Neither Kinder Morgan nor Drummond would discuss specifics of the contract.
Next to Kinder Morgan's terminal, Dominion Terminal Associates plans to adapt its Newport News coal pier to accept imports if it determines there is enough demand.
Dominion Terminal has the permits and engineering drawings all set to widen its pier to handle the additional cranes and conveyor belts to unload coal from ships, said Charles E. Brinley, its president and chief executive. Dominion Terminal is a partnership of Dominion Resources and three coal producers, Arch Coal Inc., Alpha Natural Resources Inc. and Peabody Energy Corp.
"If the market will be there to take the coal we would go forward with the project," Brinley said. "If there is not a market for the coal then we'll wait for it."
He wouldn't disclose the estimated cost of the upgrade, saying only it would cost more than $25 million. The work would take about a year, allowing it to import about 7 million tons annually, he said.
Norfolk Southern, which owns the region's third and by far its largest coal export terminal - Pier 6 at Lamberts Point in Norfolk, has no plans to begin importing coal there, said Robin Chapman, the Norfolk-based railroad's spokesman.
About 30 terminals and nearly three dozen power plants along the East and Gulf coasts can import coal, said Daniel Walton, a partner in Hill & Associates Inc., an Annapolis, Md., energy consulting firm.
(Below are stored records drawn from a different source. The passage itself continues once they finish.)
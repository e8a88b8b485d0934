use chrono::{Local, NaiveDateTime};

/// Time source abstraction so settlement timing can be tested without
/// sleeping. The engine and scheduler compare wall-clock components, so the
/// system implementation uses local time.
pub trait Clock: Send + Sync {
    fn now(&self) -> NaiveDateTime;
}

/// Local wall-clock time.
#[derive(Debug, Default, Clone, Copy)]
pub struct SystemClock;

impl Clock for SystemClock {
    fn now(&self) -> NaiveDateTime {
        Local::now().naive_local()
    }
}
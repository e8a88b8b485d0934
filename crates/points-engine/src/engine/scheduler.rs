use std::sync::Arc;
use std::time::Duration;

use chrono::{Datelike, Timelike};
use tokio::task::JoinHandle;
use tracing::{info, warn};

use super::clock::Clock;
use super::domain::{SettlementReport, YearMonth};
use super::service::{EngineError, PointsEngine};
use super::store::PointsStore;

/// The scheduler checks the trigger once per minute; the trigger itself is a
/// (day, hour, minute) match, so a coarser interval could skip the window.
pub const CHECK_INTERVAL: Duration = Duration::from_secs(60);

/// What a single scheduler check decided.
#[derive(Debug, Clone, PartialEq)]
pub enum TickOutcome {
    /// Automatic settlement is switched off.
    Disabled,
    /// The configured day/hour/minute has not been reached.
    NotDue,
    /// The scheduler already fired during the current calendar month.
    AlreadyTriggered(YearMonth),
    /// The previous month was settled by this check.
    Settled(SettlementReport),
}

/// Periodic process settling the previous month once the configured trigger
/// time is reached. Owns no timer state beyond the spawned task; the clock is
/// injected so trigger timing is testable through [`Self::tick`] alone.
pub struct SettlementScheduler<S, C> {
    engine: Arc<PointsEngine<S, C>>,
}

impl<S, C> SettlementScheduler<S, C>
where
    S: PointsStore + 'static,
    C: Clock + 'static,
{
    pub fn new(engine: Arc<PointsEngine<S, C>>) -> Self {
        Self { engine }
    }

    /// Runs one check of the trigger condition.
    ///
    /// The last-settled-month marker only advances after a successful
    /// settlement, so a failed attempt is retried on the next tick while the
    /// trigger minute lasts. An `AlreadySettled` failure means another
    /// process won the race; the pool's own settled flag is the guard that
    /// prevents a double payout.
    pub fn tick(&self) -> Result<TickOutcome, EngineError> {
        let config = self.engine.settlement_config()?;
        if !config.enabled {
            return Ok(TickOutcome::Disabled);
        }

        let now = self.engine.clock().now();
        if now.day() != u32::from(config.day_of_month)
            || now.hour() != u32::from(config.hour)
            || now.minute() != u32::from(config.minute)
        {
            return Ok(TickOutcome::NotDue);
        }

        let current_month = YearMonth::from_datetime(now);
        if config.last_settled_month == Some(current_month) {
            return Ok(TickOutcome::AlreadyTriggered(current_month));
        }

        let target_month = current_month.previous();
        let report = self.engine.settle(target_month)?;
        self.engine.mark_auto_settled(current_month)?;
        Ok(TickOutcome::Settled(report))
    }

    /// Spawns the per-minute check loop. Failures are logged and never stop
    /// the loop.
    pub fn start(self) -> SchedulerHandle {
        let task = tokio::spawn(async move {
            let mut interval = tokio::time::interval(CHECK_INTERVAL);
            loop {
                interval.tick().await;
                match self.tick() {
                    Ok(TickOutcome::Settled(report)) => info!(
                        month = %report.year_month,
                        distributed = %report.distributed,
                        next_carry_over = %report.next_carry_over,
                        "automatic settlement completed"
                    ),
                    Ok(_) => {}
                    Err(err) => warn!(error = %err, "automatic settlement check failed"),
                }
            }
        });
        SchedulerHandle { task }
    }
}

/// Handle for the running check loop.
pub struct SchedulerHandle {
    task: JoinHandle<()>,
}

impl SchedulerHandle {
    pub fn stop(&self) {
        self.task.abort();
    }
}
use std::sync::Arc;

use rust_decimal::Decimal;
use tracing::info;

use super::clock::Clock;
use super::domain::{
    AccrualEntry, ApprovedSubmission, LeaderboardEntry, LifetimeRankEntry, MonthLeaderboard,
    PoolStatus, PrizePool, SettlementConfig, SettlementConfigError, SettlementReport,
    SubmissionId, YearMonth,
};
use super::rules;
use super::settlement;
use super::store::{AccrualOutcome, PointsStore, ReversalOutcome, StoreError};

/// Facade composing the rule evaluator, the store, and the clock. All
/// accrual, reversal, pool, and settlement operations go through here.
pub struct PointsEngine<S, C> {
    store: Arc<S>,
    clock: Arc<C>,
}

/// Error raised by the engine facade.
#[derive(Debug, thiserror::Error)]
pub enum EngineError {
    #[error("prize pool {0} is already settled")]
    AlreadySettled(YearMonth),
    #[error("prize pool {0} has not been settled")]
    NotSettled(YearMonth),
    #[error("submission {0} already has a live accrual")]
    DuplicateAccrual(SubmissionId),
    #[error("invalid settlement configuration: {0}")]
    ConfigInvalid(#[from] SettlementConfigError),
    #[error("base pool amount must not be negative, got {0}")]
    InvalidBasePool(Decimal),
    #[error(transparent)]
    Store(StoreError),
}

impl<S, C> PointsEngine<S, C>
where
    S: PointsStore + 'static,
    C: Clock + 'static,
{
    pub fn new(store: Arc<S>, clock: Arc<C>) -> Self {
        Self { store, clock }
    }

    pub(crate) fn clock(&self) -> &Arc<C> {
        &self.clock
    }

    /// Handles an "approved" event from the submission registry: evaluates
    /// the points rule and records the accrual.
    ///
    /// `has_other_approved` must say whether another approved submission for
    /// the same stage exists right now, excluding this one; the caller owns
    /// that lookup because the registry owns review state.
    pub fn record_approval(
        &self,
        event: ApprovedSubmission,
        has_other_approved: bool,
    ) -> Result<AccrualOutcome, EngineError> {
        let award = rules::evaluate(event.stage, event.team_count, has_other_approved);
        let submission_id = event.submission_id.clone();
        let entry = AccrualEntry {
            nickname: event.nickname,
            submission_id: event.submission_id,
            stage: event.stage,
            team_count: event.team_count,
            points: award.points,
            is_halved: award.is_halved,
            year_month: YearMonth::from_datetime(event.submitted_at),
            created_at: self.clock.now(),
        };

        let outcome = self
            .store
            .insert_accrual(entry)
            .map_err(|err| match err {
                StoreError::Conflict => EngineError::DuplicateAccrual(submission_id),
                other => EngineError::Store(other),
            })?;

        if outcome.credited {
            info!(
                nickname = %outcome.entry.nickname,
                month = %outcome.entry.year_month,
                points = %outcome.entry.points,
                halved = outcome.entry.is_halved,
                "points credited to the monthly pool"
            );
        } else {
            info!(
                nickname = %outcome.entry.nickname,
                month = %outcome.entry.year_month,
                points = %outcome.entry.points,
                "month already settled, points recorded on the ledger only"
            );
        }
        Ok(outcome)
    }

    /// Handles an "un-approved" or "deleted" event. Reversing a submission
    /// that never earned points is a benign no-op and returns `None`.
    pub fn record_reversal(
        &self,
        submission: &SubmissionId,
    ) -> Result<Option<ReversalOutcome>, EngineError> {
        let outcome = self
            .store
            .remove_accrual(submission)
            .map_err(EngineError::Store)?;

        match &outcome {
            Some(reversal) if reversal.debited => info!(
                nickname = %reversal.entry.nickname,
                month = %reversal.entry.year_month,
                points = %reversal.entry.points,
                "points removed from the monthly pool"
            ),
            Some(reversal) => info!(
                nickname = %reversal.entry.nickname,
                month = %reversal.entry.year_month,
                "month already settled, ledger entry removed without adjusting the pool"
            ),
            None => info!(submission = %submission, "no live accrual to reverse"),
        }
        Ok(outcome)
    }

    pub fn pool(&self, month: YearMonth) -> Result<PrizePool, EngineError> {
        self.store
            .get_or_create_pool(month)
            .map_err(EngineError::Store)
    }

    /// Settles a month exactly once. A second call fails with
    /// [`EngineError::AlreadySettled`] and leaves the pool untouched.
    pub fn settle(&self, month: YearMonth) -> Result<SettlementReport, EngineError> {
        let report = self
            .store
            .settle_pool(month, self.clock.now())
            .map_err(|err| match err {
                StoreError::Conflict => EngineError::AlreadySettled(month),
                other => EngineError::Store(other),
            })?;

        info!(
            month = %report.year_month,
            total_points = %report.total_points,
            distributed = %report.distributed,
            next_carry_over = %report.next_carry_over,
            "prize pool settled"
        );
        Ok(report)
    }

    /// Administrative escape hatch reopening a settled month for correction.
    pub fn cancel_settlement(&self, month: YearMonth) -> Result<PrizePool, EngineError> {
        let pool = self
            .store
            .cancel_settlement(month)
            .map_err(|err| match err {
                StoreError::Conflict | StoreError::NotFound => EngineError::NotSettled(month),
                other => EngineError::Store(other),
            })?;

        info!(month = %month, "settlement cancelled, month reopened");
        Ok(pool)
    }

    pub fn list_months(&self) -> Result<Vec<PoolStatus>, EngineError> {
        self.store.list_months().map_err(EngineError::Store)
    }

    /// Ranked per-user standings for one month. Rewards are projections
    /// under the current pool while the month is open, and the distributed
    /// amounts once it is settled.
    pub fn leaderboard(&self, month: YearMonth) -> Result<MonthLeaderboard, EngineError> {
        let pool = self
            .store
            .get_or_create_pool(month)
            .map_err(EngineError::Store)?;
        let aggregates = self
            .store
            .month_aggregates(month)
            .map_err(EngineError::Store)?;

        let counts: std::collections::HashMap<&str, u32> = aggregates
            .iter()
            .map(|aggregate| (aggregate.nickname.as_str(), aggregate.homework_count))
            .collect();
        let distribution = settlement::distribute(pool.total_pool, &aggregates);

        let entries = distribution
            .rewards
            .iter()
            .enumerate()
            .map(|(index, reward)| LeaderboardEntry {
                rank: index as u32 + 1,
                nickname: reward.nickname.clone(),
                points: reward.points,
                homework_count: counts.get(reward.nickname.as_str()).copied().unwrap_or(0),
                reward: reward.reward,
            })
            .collect();

        Ok(MonthLeaderboard {
            year_month: month,
            is_settled: pool.is_settled,
            total_pool: pool.total_pool,
            total_points: distribution.total_points,
            entries,
        })
    }

    /// Lifetime ranking over the permanent ledger, independent of settlement
    /// state.
    pub fn lifetime_ranking(&self) -> Result<Vec<LifetimeRankEntry>, EngineError> {
        let mut totals = self.store.lifetime_totals().map_err(EngineError::Store)?;
        totals.sort_by(|a, b| b.1.cmp(&a.1).then_with(|| a.0.cmp(&b.0)));

        Ok(totals
            .into_iter()
            .enumerate()
            .map(|(index, (nickname, points, homework_count))| LifetimeRankEntry {
                rank: index as u32 + 1,
                nickname,
                points,
                homework_count,
            })
            .collect())
    }

    pub fn base_pool(&self) -> Result<Decimal, EngineError> {
        self.store.base_pool().map_err(EngineError::Store)
    }

    /// Updates the base pool used for open and future months. Settled pools
    /// keep the amounts they were settled with.
    pub fn set_base_pool(&self, amount: Decimal) -> Result<(), EngineError> {
        if amount.is_sign_negative() {
            return Err(EngineError::InvalidBasePool(amount));
        }
        self.store
            .set_base_pool(amount)
            .map_err(EngineError::Store)?;
        info!(amount = %amount, "base pool updated");
        Ok(())
    }

    pub fn settlement_config(&self) -> Result<SettlementConfig, EngineError> {
        self.store.settlement_config().map_err(EngineError::Store)
    }

    pub fn update_settlement_config(&self, config: SettlementConfig) -> Result<(), EngineError> {
        config.validate()?;
        self.store
            .update_settlement_config(config)
            .map_err(EngineError::Store)
    }

    /// Records that the scheduler fired during `month`, preventing a second
    /// automatic trigger in the same calendar month.
    pub fn mark_auto_settled(&self, month: YearMonth) -> Result<(), EngineError> {
        self.store
            .mark_month_settled(month)
            .map_err(EngineError::Store)
    }
}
Still, coal imports are dwarfed by the amount mined domestically. U.S. coal production was 1.1 billion tons in 2005, according to the EIA. Most goes to power plants.
Walton attributes the emergence of a market for imported coal to the deterioration of the central Appalachian mines that supply eastern U.S. power plants. The easily reached coal has already been mined and what's left is costlier to extract from the ground, he said.
Coal mined overseas is often found in thicker seams, closer to the surface than Appalachian coal, making it much less expensive to mine, said Bill Watson, the EIA's coal team leader. South American countries are expanding production and improving transportation between mines and their ports, he said.
Transporting coal aboard large ships is inexpensive as well, helping make such coal competitive in the United States, Watson said.
Dink Shackleford, executive director of the Virginia Mining Association, which represents the state's coal mines, blamed the rise in coal imports on overly strict coal mine regulations. That's pushed production overseas, he said.
But imported coal presents a new opportunity for Hampton Roads even as new terminals are built.
The Marlin delivered another first, after unloading the first regularly scheduled shipment of import coal.
After getting its holds scooped out in Chesapeake, the Marlin sailed to Newport News to pick up 45,800 tons of coal destined for Mexico, becoming the first collier, or bulk cargo ship, to both discharge and load coal in Hampton Roads, Host said.